春になりドイツで新生活をスタートさせる方も多いこの季節。日本とドイツでは文化も法律も異なる点が多く、トラブルなく快適な生活を送りたいものですね。そこで、まず必要になる住居の賃貸契約で気をつける点を住居問題の専門家であるドイツ人弁護士René Jorde さんに聞いてきました!

りんごの木管理人ヒサコ: ドイツで不動産やさんを通して家探しをする際、どんなところに注意すべきでしょうか。

弁護士Jordeさん:

デュッセルドルフやその周辺での家探しの場合、不動産屋さんが仲介に入るケースがほとんどです。しかし、なかには不当なお金を請求してくる不動産屋さんがいるので要注意です。2015年6月から法律が変わり、不動産屋の仲介料に関して、依頼主制度(Bestellerprinzip)が採用されました。つまり、不動産屋さんに仲介を依頼した人が、仲介料を支払という制度です。

ヒサコ: え!そうなんですね!悪質な不動産屋さんがいるんですね。具体的に教えてください!

弁護士Jordeさん:

たとえば、インターネットサイトである家を見つけたとしましょう。その家が気に入り、そこに掲載されている不動産屋さんに連絡するとします。そして、家見学をして、最終的に賃貸契約を結ぶとします。その場合、あなたは不動産屋さんに礼金(Provision)を支払う必要がありません。なぜなら、その物件はあなたのために探し出しものではなく、もともと家主が不動産屋に賃借依頼をしている物件だったからです。

とはいえ、不動産屋さんはこの法改正を知らないもしくは正しい理解に至っていない借主に巧みなトリックを使って、本来の家主負担分を借主に請求、もしくは両者回収を試みる場合があります。

ヒサコ: そのトリックとは何ですか?

弁護士Jordeさん:

たとえば、家の見学料を不動産屋さんが請求してくるというケースです。

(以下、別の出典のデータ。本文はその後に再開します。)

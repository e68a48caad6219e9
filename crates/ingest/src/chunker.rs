use std::ops::Range;
use std::sync::Arc;

use crate::chunk::Chunk;
use crate::tokenizer::Tokenizer;

#[derive(Debug, Clone, Copy, PartialEq, Eq, serde::Serialize, serde::Deserialize)]
#[serde(default)]
pub struct ChunkerConfig {
    pub max_tokens: usize,
    pub overlap: usize,
}

impl Default for ChunkerConfig {
    fn default() -> Self {
        Self {
            max_tokens: 1200,
            overlap: 100,
        }
    }
}

#[derive(Debug, thiserror::Error, PartialEq, Eq)]
pub enum ChunkError {
    #[error("max_tokens ({max_tokens}) must be greater than overlap ({overlap})")]
    OverlapTooLarge { max_tokens: usize, overlap: usize },
}

impl ChunkerConfig {
    pub fn validate(&self) -> Result<(), ChunkError> {
        if self.max_tokens <= self.overlap {
            return Err(ChunkError::OverlapTooLarge {
                max_tokens: self.max_tokens,
                overlap: self.overlap,
            });
        }
        Ok(())
    }

    fn stride(&self) -> usize {
        self.max_tokens - self.overlap
    }
}

/// Token ranges of each window over a sequence of `total` tokens.
/// Every window starts `max_tokens - overlap` after the previous one.
pub fn window_ranges(total: usize, config: &ChunkerConfig) -> Result<Vec<Range<usize>>, ChunkError> {
    config.validate()?;

    let mut ranges = Vec::new();
    let mut start = 0;
    while start < total {
        let end = (start + config.max_tokens).min(total);
        ranges.push(start..end);
        start += config.stride();
    }
    Ok(ranges)
}

pub struct Chunker {
    config: ChunkerConfig,
    tokenizer: Arc<dyn Tokenizer>,
}

impl Chunker {
    /// Fails before any work if the window parameters are unusable.
    pub fn new(config: ChunkerConfig, tokenizer: Arc<dyn Tokenizer>) -> Result<Self, ChunkError> {
        config.validate()?;
        Ok(Self { config, tokenizer })
    }

    pub fn config(&self) -> &ChunkerConfig {
        &self.config
    }

    pub fn chunk_text(&self, text: &str) -> Vec<Chunk> {
        let tokens = self.tokenizer.encode(text);

        // validated in new()
        let ranges = window_ranges(tokens.len(), &self.config).unwrap_or_default();

        ranges
            .into_iter()
            .enumerate()
            .map(|(id, range)| {
                let token_count = range.len();
                Chunk::new(id, self.tokenizer.decode(&tokens[range]), token_count)
            })
            .collect()
    }
}

#[cfg(test)]
mod tests {
    use super::*;
    use crate::tokenizer::BpeTokenizer;

    fn chunker(max_tokens: usize, overlap: usize) -> Chunker {
        Chunker::new(
            ChunkerConfig { max_tokens, overlap },
            Arc::new(BpeTokenizer::o200k().unwrap()),
        )
        .unwrap()
    }

    #[test]
    fn rejects_overlap_not_below_max() {
        let tokenizer: Arc<dyn Tokenizer> = Arc::new(BpeTokenizer::o200k().unwrap());
        let err = Chunker::new(ChunkerConfig { max_tokens: 10, overlap: 10 }, tokenizer).err();

        assert_eq!(
            err,
            Some(ChunkError::OverlapTooLarge { max_tokens: 10, overlap: 10 })
        );
    }

    #[test]
    fn windows_advance_by_stride() {
        let config = ChunkerConfig { max_tokens: 4, overlap: 1 };
        let ranges = window_ranges(10, &config).unwrap();

        assert_eq!(ranges, vec![0..4, 3..7, 6..10, 9..10]);
    }

    #[test]
    fn windows_cover_every_token_without_gaps() {
        for (total, max_tokens, overlap) in [(0, 5, 0), (1, 5, 4), (17, 5, 2), (100, 7, 3), (64, 8, 0)] {
            let config = ChunkerConfig { max_tokens, overlap };
            let ranges = window_ranges(total, &config).unwrap();

            let mut covered = 0;
            for range in &ranges {
                assert!(range.len() <= max_tokens);
                assert!(range.start <= covered, "gap before {:?}", range);
                covered = covered.max(range.end);
            }
            assert_eq!(covered, total);
        }
    }

    #[test]
    fn non_overlapping_parts_reconstruct_text() {
        let chunker = chunker(6, 2);
        let text = "Alan Turing worked at Bletchley Park. He later joined the University of Manchester.";
        let chunks = chunker.chunk_text(text);

        assert!(chunks.len() > 1);
        assert!(chunks.iter().all(|c| c.token_count <= 6));
        assert_eq!(
            chunks.iter().map(|c| c.id).collect::<Vec<_>>(),
            (0..chunks.len()).collect::<Vec<_>>()
        );

        let tokens = chunker.tokenizer.encode(text);
        let ranges = window_ranges(tokens.len(), chunker.config()).unwrap();
        assert_eq!(ranges.len(), chunks.len());

        let mut rebuilt = String::new();
        let mut covered = 0;
        for (chunk, range) in chunks.iter().zip(&ranges) {
            assert_eq!(chunk.text, chunker.tokenizer.decode(&tokens[range.clone()]));
            let fresh = covered.max(range.start)..range.end;
            rebuilt.push_str(&chunker.tokenizer.decode(&tokens[fresh]));
            covered = range.end;
        }
        assert_eq!(rebuilt, text);
    }

    #[test]
    fn empty_text_produces_no_chunks() {
        assert!(chunker(10, 2).chunk_text("").is_empty());
    }
}
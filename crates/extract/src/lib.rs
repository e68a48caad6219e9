pub mod checkpoint;
pub mod llm;
pub mod prompt;
pub mod schema;

pub use checkpoint::JsonCheckpoint;
pub use llm::{CompletionRequest, LanguageModel, OllamaClient, OpenAiClient, ResponseFormat};
pub use prompt::PromptTemplate;
pub use schema::{successful_records, Evidence, ExtractionOutcome, TripleCollection, TripleRecord};

use anyhow::Result;
use futures::stream::{self, StreamExt};
use std::sync::Arc;

use ingest::Chunk;

#[derive(Debug, Clone)]
pub struct ExtractorConfig {
    pub workers: usize,
    /// Persist the collection after this many newly completed chunks.
    pub checkpoint_every: usize,
    pub temperature: f32,
}

impl Default for ExtractorConfig {
    fn default() -> Self {
        Self {
            workers: 50,
            checkpoint_every: 10,
            temperature: 0.0,
        }
    }
}

#[derive(Debug)]
pub struct ExtractionRun {
    pub outcomes: TripleCollection,
    pub submitted: usize,
    pub failed: usize,
}

pub struct TripleExtractor {
    llm: Arc<dyn LanguageModel>,
    prompt: PromptTemplate,
    config: ExtractorConfig,
}

impl TripleExtractor {
    pub fn new(llm: Arc<dyn LanguageModel>, prompt: PromptTemplate, config: ExtractorConfig) -> Self {
        Self { llm, prompt, config }
    }

    /// Extract triples for every chunk lacking a successful result, writing
    /// each outcome into its chunk's slot and checkpointing as it goes.
    pub async fn run(&self, chunks: &[Chunk], checkpoint: &JsonCheckpoint) -> Result<ExtractionRun> {
        let mut slots = self.load_slots(chunks.len(), checkpoint).await?;

        let pending: Vec<usize> = slots
            .iter()
            .enumerate()
            .filter(|(_, slot)| slot.as_ref().is_none_or(ExtractionOutcome::is_error))
            .map(|(idx, _)| idx)
            .collect();

        tracing::info!(
            chunks = chunks.len(),
            pending = pending.len(),
            "Starting triple extraction"
        );

        if pending.is_empty() {
            return Ok(ExtractionRun {
                outcomes: slots,
                submitted: 0,
                failed: 0,
            });
        }

        let every = self.config.checkpoint_every.max(1);
        let mut completed = 0;
        let mut failed = 0;

        let mut results = stream::iter(pending.iter().map(|&idx| {
            let chunk = &chunks[idx];
            async move { (idx, self.extract_chunk(chunk).await) }
        }))
        .buffer_unordered(self.config.workers.max(1));

        while let Some((idx, outcome)) = results.next().await {
            if let ExtractionOutcome::Error { message, .. } = &outcome {
                tracing::warn!(chunk = idx, error = %message, "Extraction failed");
                failed += 1;
            }
            slots[idx] = Some(outcome);
            completed += 1;

            if completed % every == 0 || completed == pending.len() {
                checkpoint.write(&slots).await?;
                tracing::debug!(completed, total = pending.len(), "Checkpointed extraction results");
            }
        }

        tracing::info!(submitted = pending.len(), failed, "Triple extraction finished");

        Ok(ExtractionRun {
            outcomes: slots,
            submitted: pending.len(),
            failed,
        })
    }

    /// One request per chunk; any failure becomes an error slot.
    pub async fn extract_chunk(&self, chunk: &Chunk) -> ExtractionOutcome {
        let prompt = prompt::build_extraction_prompt(&self.prompt, &chunk.text);
        let request = CompletionRequest::structured(prompt, self.config.temperature)
            .with_system(prompt::EXTRACTION_SYSTEM);

        match self.llm.complete(request).await {
            Ok(raw) => schema::parse_response(chunk.id, &raw),
            Err(e) => ExtractionOutcome::Error {
                chunk_id: chunk.id,
                message: format!("{:#}", e),
            },
        }
    }

    async fn load_slots(&self, len: usize, checkpoint: &JsonCheckpoint) -> Result<TripleCollection> {
        let Some(mut slots) = checkpoint.load::<TripleCollection>().await? else {
            return Ok(vec![None; len]);
        };

        if slots.len() > len {
            anyhow::bail!(
                "Checkpoint {:?} holds {} results but the corpus has {} chunks",
                checkpoint.path(),
                slots.len(),
                len
            );
        }

        tracing::info!(existing = slots.len(), "Loaded existing extraction results");
        slots.resize(len, None);
        Ok(slots)
    }
}

/// Read a finished (or partial) collection from disk.
pub async fn load_triples(path: &std::path::Path) -> Result<TripleCollection> {
    let checkpoint = JsonCheckpoint::new(path);
    match checkpoint.load::<TripleCollection>().await? {
        Some(slots) => Ok(slots),
        None => anyhow::bail!("No readable triple collection at {:?}", path),
    }
}
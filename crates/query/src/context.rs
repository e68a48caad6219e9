use serde::Serialize;
use std::collections::{BTreeSet, HashSet};

use index::CorpusSnapshot;
use ingest::Tokenizer;

use crate::selection::Selected;

#[derive(Debug, Clone, PartialEq, Serialize)]
pub struct AssembledContext {
    pub text: String,
    pub token_count: usize,
    /// Chunk ids of every selected entry, whether or not it fit the budget.
    pub chunk_ids: BTreeSet<usize>,
    /// Chunk ids of the sentences that were actually written into `text`.
    pub sentence_chunk_ids: BTreeSet<usize>,
    /// Sentences in the order they appear in `text`.
    pub sentences: Vec<String>,
}

pub struct ContextAssembler<'a> {
    snapshot: &'a CorpusSnapshot,
    tokenizer: &'a dyn Tokenizer,
    max_tokens: usize,
    extra_witnesses: usize,
}

struct Draft<'t> {
    tokenizer: &'t dyn Tokenizer,
    max_tokens: usize,
    text: String,
    full: bool,
}

impl Draft<'_> {
    /// Append `line` if the whole text stays within budget. Once a line is
    /// refused nothing else is accepted.
    fn push(&mut self, line: &str) -> bool {
        if self.full {
            return false;
        }
        let candidate = if self.text.is_empty() {
            line.to_string()
        } else {
            format!("{}\n{}", self.text, line)
        };
        if self.tokenizer.count(&candidate) > self.max_tokens {
            self.full = true;
            return false;
        }
        self.text = candidate;
        true
    }
}

impl<'a> ContextAssembler<'a> {
    pub fn new(
        snapshot: &'a CorpusSnapshot,
        tokenizer: &'a dyn Tokenizer,
        max_tokens: usize,
        extra_witnesses: usize,
    ) -> Self {
        Self {
            snapshot,
            tokenizer,
            max_tokens,
            extra_witnesses,
        }
    }

    /// Render `selected` (already in score order) as one line per entry plus
    /// up to `extra_witnesses` further sentences of the same edge, dropping
    /// whole lines once the token budget is reached.
    pub fn assemble(&self, selected: &[Selected]) -> AssembledContext {
        let mut draft = Draft {
            tokenizer: self.tokenizer,
            max_tokens: self.max_tokens,
            text: String::new(),
            full: false,
        };
        let mut placed: HashSet<&str> = HashSet::new();
        let mut sentences = Vec::new();
        let mut chunk_ids = BTreeSet::new();
        let mut sentence_chunk_ids = BTreeSet::new();

        for entry in selected {
            let Some(payload) = self.snapshot.payload(entry.row) else {
                continue;
            };
            chunk_ids.extend(payload.chunk_id);

            if placed.contains(payload.sentence.as_str()) {
                continue;
            }
            let line = format!(
                "- {} --{}--> {}: {}",
                payload.source, payload.label, payload.target, payload.sentence
            );
            if !draft.push(&line) {
                continue;
            }
            placed.insert(&payload.sentence);
            sentences.push(payload.sentence.clone());
            sentence_chunk_ids.extend(payload.chunk_id);

            let Some(edge) = self.snapshot.graph.relation(&payload.source, &payload.label, &payload.target) else {
                continue;
            };
            let extras = edge
                .witnesses
                .iter()
                .filter(|w| w.sentence != payload.sentence)
                .take(self.extra_witnesses);
            for witness in extras {
                if placed.contains(witness.sentence.as_str()) {
                    continue;
                }
                if !draft.push(&format!("  also: {}", witness.sentence)) {
                    break;
                }
                placed.insert(&witness.sentence);
                sentences.push(witness.sentence.clone());
                sentence_chunk_ids.insert(witness.chunk_id);
            }
        }

        let token_count = self.tokenizer.count(&draft.text);
        AssembledContext {
            text: draft.text,
            token_count,
            chunk_ids,
            sentence_chunk_ids,
            sentences,
        }
    }
}
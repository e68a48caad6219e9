use std::path::{Path, PathBuf};

use graph::KnowledgeGraph;

use crate::builder::IndexPaths;
use crate::error::SnapshotError;
use crate::payload::{load_payloads, EvidencePayload};
use crate::vector_store::FlatIpIndex;

/// Everything retrieval reads, loaded once and shared read-only across
/// concurrent queries.
#[derive(Debug)]
pub struct CorpusSnapshot {
    pub index: FlatIpIndex,
    pub payloads: Vec<EvidencePayload>,
    pub graph: KnowledgeGraph,
}

#[derive(Debug, Clone)]
pub struct SnapshotPaths {
    pub index: PathBuf,
    pub payloads: PathBuf,
    pub graph: PathBuf,
}

impl SnapshotPaths {
    pub fn in_dir(dir: &Path) -> Self {
        let IndexPaths { index, payloads } = IndexPaths::in_dir(dir);
        Self {
            index,
            payloads,
            graph: dir.join("graph.json"),
        }
    }
}

impl CorpusSnapshot {
    pub fn new(index: FlatIpIndex, payloads: Vec<EvidencePayload>, graph: KnowledgeGraph) -> Result<Self, SnapshotError> {
        if index.len() != payloads.len() {
            return Err(SnapshotError::RowCountMismatch {
                rows: index.len(),
                payloads: payloads.len(),
            });
        }
        Ok(Self { index, payloads, graph })
    }

    /// Load and cross-check the three snapshot files. Fails before any query
    /// runs if the index and payload store disagree.
    pub async fn load(paths: &SnapshotPaths) -> Result<Self, SnapshotError> {
        let index = FlatIpIndex::load(&paths.index).await?;
        let payloads = load_payloads(&paths.payloads).await?;

        if !paths.graph.exists() {
            return Err(SnapshotError::MissingGraph(paths.graph.clone()));
        }
        let graph = KnowledgeGraph::load(&paths.graph)
            .await
            .map_err(|e| SnapshotError::corrupt(&paths.graph, format!("{:#}", e)))?;

        let snapshot = Self::new(index, payloads, graph)?;
        tracing::info!(
            rows = snapshot.index.len(),
            dim = snapshot.index.dim(),
            relations = snapshot.graph.stats().relation_count,
            "Loaded corpus snapshot"
        );
        Ok(snapshot)
    }

    pub fn payload(&self, row: usize) -> Option<&EvidencePayload> {
        self.payloads.get(row)
    }
}
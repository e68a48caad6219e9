use serde::{Deserialize, Serialize};
use std::collections::BTreeSet;
use std::sync::Arc;
use std::time::Instant;

use extract::{CompletionRequest, LanguageModel, PromptTemplate};
use index::{CorpusSnapshot, Embedder};
use ingest::Tokenizer;

use crate::context::{AssembledContext, ContextAssembler};
use crate::error::RetrievalError;
use crate::selection::{select, Candidate, Selected, SelectionPolicy};

pub const DEFAULT_ANSWER_PROMPT: &str = r#"---Role---
You are a question answering assistant that reasons over knowledge-graph evidence.

---Goal---
Answer the Query using only the Information below. Follow the relations step by step when the answer needs more than one fact.
If the answer is yes or no, reply "Yes" or "No" only.

---Response Rules---
- Reply with a short phrase (at most 5 words)
- Reply in the language of the Query
- Do not add facts that are not in the Information

---Information---
{{context}}

---Query---
{{question}}
"#;

#[derive(Debug, Clone, Serialize, Deserialize)]
#[serde(default)]
pub struct RetrieverConfig {
    pub max_context_tokens: usize,
    pub extra_witnesses: usize,
    pub temperature: f32,
    pub policy: SelectionPolicy,
}

impl Default for RetrieverConfig {
    fn default() -> Self {
        Self {
            max_context_tokens: 4000,
            extra_witnesses: 2,
            temperature: 0.0,
            policy: SelectionPolicy::default(),
        }
    }
}

/// Evidence chosen for one query, before generation.
#[derive(Debug, Clone, PartialEq)]
pub struct Retrieval {
    pub candidates: usize,
    pub selected: Vec<Selected>,
    pub context: AssembledContext,
}

#[derive(Debug, Clone, Serialize)]
pub struct AnswerOutcome {
    pub answer: String,
    pub elapsed_seconds: f64,
    pub context: String,
    pub context_token_count: usize,
    pub chunk_ids: BTreeSet<usize>,
    pub sentence_chunk_ids: BTreeSet<usize>,
}

/// Two-stage graph retriever over a read-only corpus snapshot. Safe to share
/// across concurrent queries.
pub struct Retriever {
    snapshot: Arc<CorpusSnapshot>,
    embedder: Arc<dyn Embedder>,
    llm: Arc<dyn LanguageModel>,
    tokenizer: Arc<dyn Tokenizer>,
    prompt: PromptTemplate,
    config: RetrieverConfig,
}

impl Retriever {
    pub fn new(
        snapshot: Arc<CorpusSnapshot>,
        embedder: Arc<dyn Embedder>,
        llm: Arc<dyn LanguageModel>,
        tokenizer: Arc<dyn Tokenizer>,
        prompt: PromptTemplate,
        config: RetrieverConfig,
    ) -> Self {
        Self {
            snapshot,
            embedder,
            llm,
            tokenizer,
            prompt,
            config,
        }
    }

    /// Stage 1 recall, stage 2 selection and context assembly.
    pub async fn retrieve(&self, query: &str, top_k1: usize, top_k2: usize) -> Result<Retrieval, RetrievalError> {
        if self.snapshot.index.is_empty() {
            return Err(RetrievalError::EmptyIndex);
        }

        // Step 1: Embed the query
        let query_vector = self
            .embedder
            .embed_normalized(query)
            .await
            .map_err(RetrievalError::Embedding)?;

        // Step 2: Broad inner-product search
        let hits = self.snapshot.index.search(&query_vector, top_k1)?;
        let candidates: Vec<Candidate<'_>> = hits
            .iter()
            .filter_map(|hit| {
                self.snapshot.payload(hit.row).map(|payload| Candidate {
                    row: hit.row,
                    similarity: hit.score,
                    payload,
                })
            })
            .collect();

        // Step 3: Narrow to connected, non-redundant evidence
        let selected = select(&candidates, top_k2.min(top_k1), &self.config.policy);

        // Step 4: Build the context under the token budget
        let context = ContextAssembler::new(
            &self.snapshot,
            self.tokenizer.as_ref(),
            self.config.max_context_tokens,
            self.config.extra_witnesses,
        )
        .assemble(&selected);

        tracing::debug!(
            candidates = candidates.len(),
            selected = selected.len(),
            tokens = context.token_count,
            "Retrieved evidence"
        );

        Ok(Retrieval {
            candidates: candidates.len(),
            selected,
            context,
        })
    }

    pub async fn answer(&self, query: &str, top_k1: usize, top_k2: usize) -> Result<AnswerOutcome, RetrievalError> {
        let started = Instant::now();

        let retrieval = self.retrieve(query, top_k1, top_k2).await?;

        let prompt = self
            .prompt
            .render(&[("context", retrieval.context.text.as_str()), ("question", query)]);
        let answer = self
            .llm
            .complete(CompletionRequest::text(prompt, self.config.temperature))
            .await
            .map_err(RetrievalError::Generation)?;

        let AssembledContext {
            text,
            token_count,
            chunk_ids,
            sentence_chunk_ids,
            ..
        } = retrieval.context;

        Ok(AnswerOutcome {
            answer,
            elapsed_seconds: started.elapsed().as_secs_f64(),
            context: text,
            context_token_count: token_count,
            chunk_ids,
            sentence_chunk_ids,
        })
    }
}

#[cfg(test)]
mod tests {
    use super::*;
    use async_trait::async_trait;
    use graph::KnowledgeGraph;
    use index::{EvidencePayload, FlatIpIndex};
    use ingest::BpeTokenizer;
    use std::sync::Mutex;

    /// Maps a handful of keywords onto fixed axes.
    struct KeywordEmbedder;

    #[async_trait]
    impl Embedder for KeywordEmbedder {
        async fn embed(&self, text: &str) -> anyhow::Result<Vec<f32>> {
            let text = text.to_lowercase();
            if text.contains("offline") {
                anyhow::bail!("embedding service offline");
            }
            let axes = ["born", "nobel", "warsaw", "poland"];
            let mut v: Vec<f32> = axes.iter().map(|a| if text.contains(a) { 1.0 } else { 0.0 }).collect();
            v.push(0.1);
            Ok(v)
        }
    }

    struct EchoModel {
        prompts: Mutex<Vec<String>>,
        fail: bool,
    }

    #[async_trait]
    impl LanguageModel for EchoModel {
        async fn complete(&self, request: CompletionRequest) -> anyhow::Result<String> {
            if self.fail {
                anyhow::bail!("rate limited");
            }
            self.prompts.lock().unwrap().push(request.prompt);
            Ok("Warsaw".to_string())
        }
    }

    async fn snapshot() -> CorpusSnapshot {
        let mut graph = KnowledgeGraph::new();
        let facts = [
            ("Curie", "born in", "Warsaw", "Curie was born in Warsaw.", 0),
            ("Warsaw", "capital of", "Poland", "Warsaw is the capital of Poland.", 1),
            ("Curie", "won", "Nobel Prize", "Curie won the Nobel Prize.", 2),
        ];
        let embedder = KeywordEmbedder;
        let mut index = FlatIpIndex::new(5);
        let mut payloads = Vec::new();
        for (s, r, o, sentence, chunk) in facts {
            graph.add_relation(s, r, o, &[sentence], chunk);
            index.add(&embedder.embed_normalized(sentence).await.unwrap()).unwrap();
            payloads.push(EvidencePayload {
                edge_id: graph::edge_id(s, o, r, 0),
                source: s.into(),
                target: o.into(),
                label: r.into(),
                sentence: sentence.into(),
                chunk_id: Some(chunk),
            });
        }
        CorpusSnapshot::new(index, payloads, graph).unwrap()
    }

    async fn retriever(fail: bool) -> (Retriever, Arc<EchoModel>) {
        let llm = Arc::new(EchoModel { prompts: Mutex::new(Vec::new()), fail });
        let retriever = Retriever::new(
            Arc::new(snapshot().await),
            Arc::new(KeywordEmbedder),
            llm.clone(),
            Arc::new(BpeTokenizer::o200k().unwrap()),
            PromptTemplate::new(DEFAULT_ANSWER_PROMPT),
            RetrieverConfig::default(),
        );
        (retriever, llm)
    }

    #[tokio::test]
    async fn answer_fills_prompt_and_reports_provenance() {
        let (retriever, llm) = retriever(false).await;

        let outcome = retriever
            .answer("Where was Curie born? Which country is Warsaw in?", 3, 2)
            .await
            .unwrap();

        assert_eq!(outcome.answer, "Warsaw");
        assert!(outcome.context.contains("- Curie --born in--> Warsaw: Curie was born in Warsaw."));
        assert_eq!(outcome.chunk_ids, BTreeSet::from([0, 1]));
        assert!(outcome.sentence_chunk_ids.is_subset(&outcome.chunk_ids));
        assert!(outcome.context_token_count > 0);

        let prompts = llm.prompts.lock().unwrap();
        assert!(prompts[0].contains(&outcome.context));
        assert!(prompts[0].contains("Which country is Warsaw in?"));
    }

    #[tokio::test]
    async fn selection_is_stable_across_calls() {
        let (retriever, _) = retriever(false).await;

        let first = retriever.retrieve("Warsaw Poland born", 3, 2).await.unwrap();
        let second = retriever.retrieve("Warsaw Poland born", 3, 2).await.unwrap();

        assert_eq!(first, second);
        assert_eq!(first.candidates, 3);
        assert_eq!(first.selected.len(), 2);
    }

    #[tokio::test]
    async fn failures_are_typed() {
        let (healthy, _) = retriever(false).await;
        let err = healthy.answer("offline question", 3, 2).await.unwrap_err();
        assert!(matches!(err, RetrievalError::Embedding(_)));

        let (failing, _) = retriever(true).await;
        let err = failing.answer("Where was Curie born?", 3, 2).await.unwrap_err();
        assert!(matches!(err, RetrievalError::Generation(_)));
    }

    #[tokio::test]
    async fn empty_index_is_rejected() {
        let snapshot = CorpusSnapshot::new(FlatIpIndex::new(5), Vec::new(), KnowledgeGraph::new()).unwrap();
        let retriever = Retriever::new(
            Arc::new(snapshot),
            Arc::new(KeywordEmbedder),
            Arc::new(EchoModel { prompts: Mutex::new(Vec::new()), fail: false }),
            Arc::new(BpeTokenizer::o200k().unwrap()),
            PromptTemplate::new(DEFAULT_ANSWER_PROMPT),
            RetrieverConfig::default(),
        );

        let err = retriever.answer("anything", 3, 2).await.unwrap_err();
        assert!(matches!(err, RetrievalError::EmptyIndex));
    }
}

また、キッチンをはじめとする前借主の家具や電化製品に対して、不動産屋が、借主候補者に、市場より高値で購入することを義務付けたりするケースもあります。この場合は、その金額が実際は礼金として不動産屋さんに渡るということがあります。

依頼主制度という新しい法律を遵守せず、本来、貸主が払うべき料金をトリックを使って借主に転化する様な行為は法に反します。

特にモラルに欠けるのは、借りたい人がすぐに住居が必要である状況を利用し、物件案内と引き換えに仲介手数料請求合意を取るやり方です。借主の皆様は合意しなければ、物件を見つけられないと思ってしまいますよね。この見学料は、必ずしも払う必要がないお金なのです。前途の様に既に家主から依頼済の物件に関して借主への仲介手数料請求は違法行為ですから、其のような請求分は払い戻してもらいましょう。

ヒサコ: 借り手に知識がないのをいいことに、なんだか不公平感がすごいですね。

弁護士Jordeさん:

そうなんです。この依頼主制度の導入後、仲介料を月極家賃の中に組み込んでいる契約書を度々目にする様になりました。対価に見合わない高額な料金を載せること、家賃に不動産手数料(Maklergebühr)を忍ばせることは明らかに違法です。

ヒサコ: では、自分が被害者になってしまった場合はどうしたらいいのでしょうか?

弁護士Jordeさん:

残念なことに多くの方は自分が被害者である事を知らないのですが、被害者になった場合は、不動産屋あるいは貸主に、返金請求することができます。その返金請求が可能かどうか、わからない場合は法的助言をもらうことをお勧めします。多くの弁護士事務所では、初回の無料法律相談というサービスがありますので、それを利用して可能性を見極めるのが良いでしょう。

ヒサコ: ありがとうございました。新生活をスタートする方たちがトラブルなく心地よいデュッセルドルフライフを送れるよう、まずは賃貸契約書をきちんと読むことが大事なんですね。もし、不安な点があれば、ぜひ、住居問題の専門家に相談ですね。初回無料であれば、一度チェックしてもらうと安心ですね。今回お話を伺ったのは弁護士のレネ・ヨウデさんでした。

 

Rechtsanwalt René Jorde
ドイツ弁護士 レネ ヨウデ(René Jorde )
10年以上に渡り、住居分野に特化した法務に従事。住居協同組合の役員を歴任。法律事務所では、不動産、著作権を中心に人々の生活を法的側面からサポート。